What beans are you using?


----------



## lnw06

Locally bought beans. What's the shims?


----------



## froggystyle

the first release of that rinder struggled to get the grinds fine enough for espresso, so they released a version with shims in it to bring the burrs closer, i think you can request them from sage if its an ealrier version.

When did you get it and was it new/2nd hand?


----------



## lnw06

Second hand it's model number BCG820BSS. Not sure of the year - think it might be 2014......


----------



## froggystyle

You might be ok then, think they made the change 2012/2013

Sure you know this, but tamp consistently and not to hard, loosen your grind till you hit the 30 seconds mark, doesn't have to bang on 30 seconds, anywhere from 25-45 depending on your input weight will be fine for starters.

Are you using the classic right in terms of temp surfing?


----------



## lnw06

Well I've read some posts but not attempted yet- I am getting a bit confused with the light on the right going on/ off and when is good to brew and not?


----------



## froggystyle

Turn it on, leave it for at least 20 minutes to warm ccompletly up, keep your cups on the top to warm them also and your portafilter in place.
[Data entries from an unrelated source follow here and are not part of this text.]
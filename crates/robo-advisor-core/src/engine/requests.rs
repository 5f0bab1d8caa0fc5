//! Request and response bodies for the engine endpoints.

use chrono::NaiveDate;
use rust_decimal::Decimal;
use serde::{Deserialize, Serialize};
use std::collections::BTreeMap;

use crate::portfolio::{Portfolio, Transaction};
use crate::rebalance::RebalanceResult;
use crate::simulation::SimulationMode;
use crate::tax::HarvestOutcome;
use crate::types::{Allocation, ComputationOutput, Money, Rate};
use crate::AdvisorResult;

/// Raw symbol -> fraction map as it arrives on the wire; validated into an
/// [`Allocation`] before use so a bad total surfaces as an invalid parameter.
pub type RawAllocation = BTreeMap<String, Decimal>;

pub(crate) fn parse_allocation(raw: &Option<RawAllocation>) -> AdvisorResult<Option<Allocation>> {
    raw.as_ref().map(|m| Allocation::new(m.clone())).transpose()
}

#[derive(Debug, Clone, Serialize, Deserialize)]
pub struct SimulateRequest {
    pub time_horizon: i64,
    /// Defaults to the portfolio's current value.
    #[serde(default)]
    pub initial_investment: Option<Money>,
    #[serde(default)]
    pub monthly_contribution: Money,
    /// Defaults to the portfolio's target allocation.
    #[serde(default)]
    pub allocation: Option<RawAllocation>,
    #[serde(default)]
    pub expected_return: Option<Rate>,
    #[serde(default)]
    pub volatility: Option<Rate>,
    #[serde(default)]
    pub mode: SimulationMode,
    #[serde(default)]
    pub num_paths: Option<u32>,
    #[serde(default)]
    pub seed: Option<u64>,
    #[serde(default)]
    pub start_date: Option<NaiveDate>,
}

#[derive(Debug, Clone, Serialize, Deserialize)]
pub struct BacktestRequest {
    #[serde(default)]
    pub allocation: Option<RawAllocation>,
    /// Years of history to replay, ending at the provider's last date.
    pub time_horizon: i64,
    #[serde(default)]
    pub initial_investment: Option<Money>,
    #[serde(default)]
    pub monthly_contribution: Money,
}

#[derive(Debug, Clone, Serialize, Deserialize)]
pub struct RebalanceRequestBody {
    pub portfolio_id: String,
    /// Defaults to the portfolio's holdings at latest prices.
    #[serde(default)]
    pub current_allocation: Option<RawAllocation>,
    /// Defaults to the stored target; when given it becomes the new target.
    #[serde(default)]
    pub target_allocation: Option<RawAllocation>,
    #[serde(default)]
    pub force: bool,
    /// Execute the trades against the stored portfolio.
    #[serde(default)]
    pub apply: bool,
}

#[derive(Debug, Clone, Serialize, Deserialize)]
pub struct RebalanceResponse {
    #[serde(flatten)]
    pub plan: ComputationOutput<RebalanceResult>,
    #[serde(default, skip_serializing_if = "Option::is_none")]
    pub portfolio: Option<Portfolio>,
}

#[derive(Debug, Clone, Serialize, Deserialize)]
pub struct TransactionResponse {
    pub transaction: Transaction,
    pub portfolio: Portfolio,
}

#[derive(Debug, Clone, Serialize, Deserialize)]
pub struct HarvestResponse {
    pub harvest: HarvestOutcome,
    pub portfolio: Portfolio,
}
Then, after 20 minutes you need to get your grinds in your basket and tamped, lock your PF in place and watch the lights, when the light on the right goes out, it means the boiler temp has dropped and the element has kicked in, when it comes back on it meeans the boiler is up to temp and is ready, at this point pull your shot.

Some say do a flush, give the steam wand a flush... whatever, i found the best results with my machine was to wait a second or two after the light comes on then hit the brew switch.

Are you doing milk alsa, are you making two shots at a timee, say for you and someone else in the house?


----------



## lnw06

No it's just me and the plastic but on the wand shot off when I purged it! So I think I'll invest in one of the rancilio wands!


----------



## froggystyle

wise investment if you want to add milk to your drinks, the standard one fitted is next to useless...


----------



## lnw06

Thanks for all your help. Will be onto happy donkey in the morning!


----------



## froggystyle

Pick up a naked portafilter if you don't already have one, helps show what your distribution is doing...


----------



## lnw06

Got one!


----------



## risky

I'm interested to see the pressure rating on mine once I get the gauge from the pay it forward. Mine looks nothing like the video on the first page but I have an IMS Screen so not sure how much that would affect how it looks. Previous owner had not done the OPV mod so unless someone before him did it I may have a problem...


----------



## lnw06

Sounds interesting. Let me know what it is.......


----------